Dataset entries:
= = =

use serde_json::json;
use uuid::Uuid;

use crate::application::access::{self, AuthUser};
use crate::application::dto::settings::CampSettings;
use crate::application::errors::{ServiceError, ServiceResult};
use crate::application::ports::notification_port::NotificationPort;
use crate::application::ports::payment_repository::PaymentRepository;
use crate::application::ports::registration_repository::RegistrationRepository;
use crate::application::ports::user_repository::UserRepository;
use crate::application::services::notifications::{NotificationKind, format_cents, notify_user};
use crate::application::services::validation::optional_text;
use crate::domain::audit::admin_audit::{AuditActionType, AuditTargetType, NewAdminAudit};
use crate::domain::payments::payment::{Payment, PaymentStatus};

pub struct RefundPayment<'a, P, R, U, N>
where
    P: PaymentRepository + ?Sized,
    R: RegistrationRepository + ?Sized,
    U: UserRepository + ?Sized,
    N: NotificationPort + ?Sized,
{
    pub payments: &'a P,
    pub registrations: &'a R,
    pub users: &'a U,
    pub notifier: &'a N,
    pub settings: &'a CampSettings,
}

impl<'a, P, R, U, N> RefundPayment<'a, P, R, U, N>
where
    P: PaymentRepository + ?Sized,
    R: RegistrationRepository + ?Sized,
    U: UserRepository + ?Sized,
    N: NotificationPort + ?Sized,
{
    pub async fn execute(
        &self,
        actor: &AuthUser,
        id: Uuid,
        reason: Option<String>,
    ) -> ServiceResult<Payment> {
        access::require_admin(actor)?;
        let payment = self
            .payments
            .get(id)
            .await?
            .ok_or_else(|| ServiceError::not_found("Payment", id))?;
        if payment.status != PaymentStatus::Completed {
            return Err(ServiceError::bad_request(format!(
                "only completed payments can be refunded (status is {})",
                payment.status.as_str()
            )));
        }
        let audit = NewAdminAudit {
            actor_user_id: actor.id,
            action_type: AuditActionType::PaymentRefund,
            target_record_type: AuditTargetType::Payment,
            target_record_id: id,
            old_values: Some(json!({ "status": payment.status })),
            new_values: Some(json!({
                "status": PaymentStatus::Refunded,
                "amount_cents": payment.amount_cents,
                "registration_id": payment.registration_id,
            })),
            reason: optional_text(reason),
            transaction_id: Some(Uuid::new_v4()),
        };
        let refunded = self
            .payments
            .refund(id, &audit)
            .await?
            .ok_or_else(|| ServiceError::bad_request("payment is no longer refundable"))?;
        tracing::info!(payment_id = %id, actor = %actor.id, "payment_refunded");

        let year = match refunded.registration_id {
            Some(registration_id) => self
                .registrations
                .get(registration_id)
                .await?
                .map(|d| d.registration.year),
            None => None,
        }
        .unwrap_or(self.settings.registration_year);
        if let Some(owner) = self.users.find_by_id(refunded.user_id).await? {
            notify_user(
                self.notifier,
                self.settings,
                &owner,
                year,
                NotificationKind::PaymentRefunded,
                Some(format!(
                    "Amount: {}",
                    format_cents(refunded.amount_cents, &refunded.currency)
                )),
            )
            .await;
        }
        Ok(refunded)
    }
}
use argon2::{
    Argon2,
    password_hash::{PasswordHasher, SaltString},
};
use password_hash::rand_core::OsRng;

use crate::application::errors::{ServiceError, ServiceResult};
use crate::application::ports::user_repository::{NewUser, UserRepository};
use crate::application::services::validation::{normalize_email, require_text, validate_password};
use crate::domain::users::user::{User, UserRole};

pub struct Register<'a, R: UserRepository + ?Sized> {
    pub repo: &'a R,
}

#[derive(Debug, Clone)]
pub struct RegisterRequest {
    pub email: String,
    pub password: String,
    pub first_name: String,
    pub last_name: String,
}

pub fn hash_password(password: &str) -> anyhow::Result<String> {
    let salt = SaltString::generate(&mut OsRng);
    let hash = Argon2::default()
        .hash_password(password.as_bytes(), &salt)
        .map_err(|e| anyhow::anyhow!(e.to_string()))?
        .to_string();
    Ok(hash)
}

impl<'a, R: UserRepository + ?Sized> Register<'a, R> {
    pub async fn execute(&self, req: &RegisterRequest) -> ServiceResult<User> {
        let email = normalize_email(&req.email)?;
        validate_password(&req.password)?;
        let first_name = require_text("first_name", &req.first_name)?;
        let last_name = require_text("last_name", &req.last_name)?;
        if self.repo.find_by_email(&email).await?.is_some() {
            return Err(ServiceError::conflict(format!(
                "a user with email {email} already exists"
            )));
        }
        let hash = hash_password(&req.password)?;
        let user = self
            .repo
            .create_user(&NewUser {
                email,
                password_hash: Some(hash),
                first_name,
                last_name,
                playa_name: None,
                phone: None,
                city: None,
                state_province: None,
                country: None,
                emergency_contact: None,
                role: UserRole::Participant,
                is_email_verified: false,
                allow_registration: true,
                allow_early_registration: false,
                allow_deferred_dues_payment: false,
                allow_no_job: false,
                internal_notes: None,
            })
            .await?;
        tracing::info!(user_id = %user.id, "user_registered");
        Ok(user)
    }
}
use async_trait::async_trait;
use sqlx::Row;
use sqlx::postgres::PgRow;
use uuid::Uuid;

use crate::application::dto::pagination::PageRequest;
use crate::application::ports::payment_repository::{
    NewPayment, PaymentFilter, PaymentPatch, PaymentRepository,
};
use crate::domain::audit::admin_audit::NewAdminAudit;
use crate::domain::payments::payment::Payment;
use crate::infrastructure::db::repositories::admin_audit_repository_sqlx::insert_audit;
use crate::infrastructure::db::{PgPool, clear_pair, map_db_error};

pub(crate) const PAYMENT_COLUMNS: &str = "id, user_id, registration_id, amount_cents, currency, \
    status, provider, provider_ref, notes, created_at, updated_at";

pub struct SqlxPaymentRepository {
    pub pool: PgPool,
}

impl SqlxPaymentRepository {
    pub fn new(pool: PgPool) -> Self {
        Self { pool }
    }
}

pub(crate) fn payment_from_row(r: &PgRow) -> anyhow::Result<Payment> {
    Ok(Payment {
        id: r.get("id"),
        user_id: r.get("user_id"),
        registration_id: r.get("registration_id"),
        amount_cents: r.get("amount_cents"),
        currency: r.get("currency"),
        status: r.get::<String, _>("status").parse()?,
        provider: r.get::<String, _>("provider").parse()?,
        provider_ref: r.get("provider_ref"),
        notes: r.get("notes"),
        created_at: r.get("created_at"),
        updated_at: r.get("updated_at"),
    })
}

#[async_trait]
impl PaymentRepository for SqlxPaymentRepository {
    async fn create(&self, payment: &NewPayment) -> anyhow::Result<Payment> {
        let sql = format!(
            r#"INSERT INTO payments (user_id, registration_id, amount_cents, currency, status,
                   provider, provider_ref, notes)
               VALUES ($1, $2, $3, $4, $5, $6, $7, $8)
               RETURNING {PAYMENT_COLUMNS}"#
        );
        let row = sqlx::query(&sql)
            .bind(payment.user_id)
            .bind(payment.registration_id)
            .bind(payment.amount_cents)
            .bind(&payment.currency)
            .bind(payment.status.as_str())
            .bind(payment.provider.as_str())
            .bind(&payment.provider_ref)
            .bind(&payment.notes)
            .fetch_one(&self.pool)
            .await
            .map_err(map_db_error)?;
        payment_from_row(&row)
    }

    async fn get(&self, id: Uuid) -> anyhow::Result<Option<Payment>> {
        let sql = format!("SELECT {PAYMENT_COLUMNS} FROM payments WHERE id = $1");
        let row = sqlx::query(&sql)
            .bind(id)
            .fetch_optional(&self.pool)
            .await?;
        row.as_ref().map(payment_from_row).transpose()
    }

    async fn list(
        &self,
        filter: &PaymentFilter,
        page: PageRequest,
    ) -> anyhow::Result<(Vec<Payment>, i64)> {
        let predicate = r#"($1::uuid IS NULL OR user_id = $1)
               AND ($2::uuid IS NULL OR registration_id = $2)
               AND ($3::text IS NULL OR status = $3)"#;
        let status = filter.status.map(|s| s.as_str());
        let total: i64 =
            sqlx::query_scalar(&format!("SELECT COUNT(*) FROM payments WHERE {predicate}"))
                .bind(filter.user_id)
                .bind(filter.registration_id)
                .bind(status)
                .fetch_one(&self.pool)
                .await?;
        let sql = format!(
            "SELECT {PAYMENT_COLUMNS} FROM payments WHERE {predicate}
             ORDER BY created_at DESC, id DESC LIMIT $4 OFFSET $5"
        );
        let rows = sqlx::query(&sql)
            .bind(filter.user_id)
            .bind(filter.registration_id)
            .bind(status)
            .bind(page.limit)
            .bind(page.offset)
            .fetch_all(&self.pool)
            .await?;
        let items = rows
            .iter()
            .map(payment_from_row)
            .collect::<anyhow::Result<_>>()?;
        Ok((items, total))
    }

    async fn list_for_user(&self, user_id: Uuid) -> anyhow::Result<Vec<Payment>> {
        let sql = format!(
            "SELECT {PAYMENT_COLUMNS} FROM payments WHERE user_id = $1 ORDER BY created_at DESC"
        );
        let rows = sqlx::query(&sql)
            .bind(user_id)
            .fetch_all(&self.pool)
            .await?;
        rows.iter().map(payment_from_row).collect()
    }

    async fn list_for_registration(&self, registration_id: Uuid) -> anyhow::Result<Vec<Payment>> {
        let sql = format!(
            "SELECT {PAYMENT_COLUMNS} FROM payments WHERE registration_id = $1
             ORDER BY created_at DESC"
        );
        let rows = sqlx::query(&sql)
            .bind(registration_id)
            .fetch_all(&self.pool)
            .await?;
        rows.iter().map(payment_from_row).collect()
    }

    async fn update(&self, id: Uuid, patch: &PaymentPatch) -> anyhow::Result<Option<Payment>> {
        let (ref_set, provider_ref) = clear_pair(&patch.provider_ref);
        let (notes_set, notes) = clear_pair(&patch.notes);
        let sql = format!(
            r#"UPDATE payments SET
                   status = COALESCE($2, status),
                   provider_ref = CASE WHEN $3 THEN $4 ELSE provider_ref END,
                   notes = CASE WHEN $5 THEN $6 ELSE notes END,
                   updated_at = now()
               WHERE id = $1 AND ($2::text IS NULL OR status <> 'REFUNDED')
               RETURNING {PAYMENT_COLUMNS}"#
        );
        let row = sqlx::query(&sql)
            .bind(id)
            .bind(patch.status.map(|s| s.as_str()))
            .bind(ref_set)
            .bind(provider_ref)
            .bind(notes_set)
            .bind(notes)
            .fetch_optional(&self.pool)
            .await?;
        row.as_ref().map(payment_from_row).transpose()
    }

    async fn refund(&self, id: Uuid, audit: &NewAdminAudit) -> anyhow::Result<Option<Payment>> {
        let mut tx = self.pool.begin().await?;
        let sql = format!(
            r#"UPDATE payments SET status = 'REFUNDED', updated_at = now()
               WHERE id = $1 AND status = 'COMPLETED'
               RETURNING {PAYMENT_COLUMNS}"#
        );
        let row = sqlx::query(&sql)
            .bind(id)
            .fetch_optional(&mut *tx)
            .await?;
        let Some(row) = row else {
            return Ok(None);
        };
        let payment = payment_from_row(&row)?;
        insert_audit(&mut tx, audit).await?;
        tx.commit().await?;
        Ok(Some(payment))
    }
}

= = =

• Problem:
Determine, please, how many lines hold "info" in the records, and give that number by itself.

• Output of the task:
2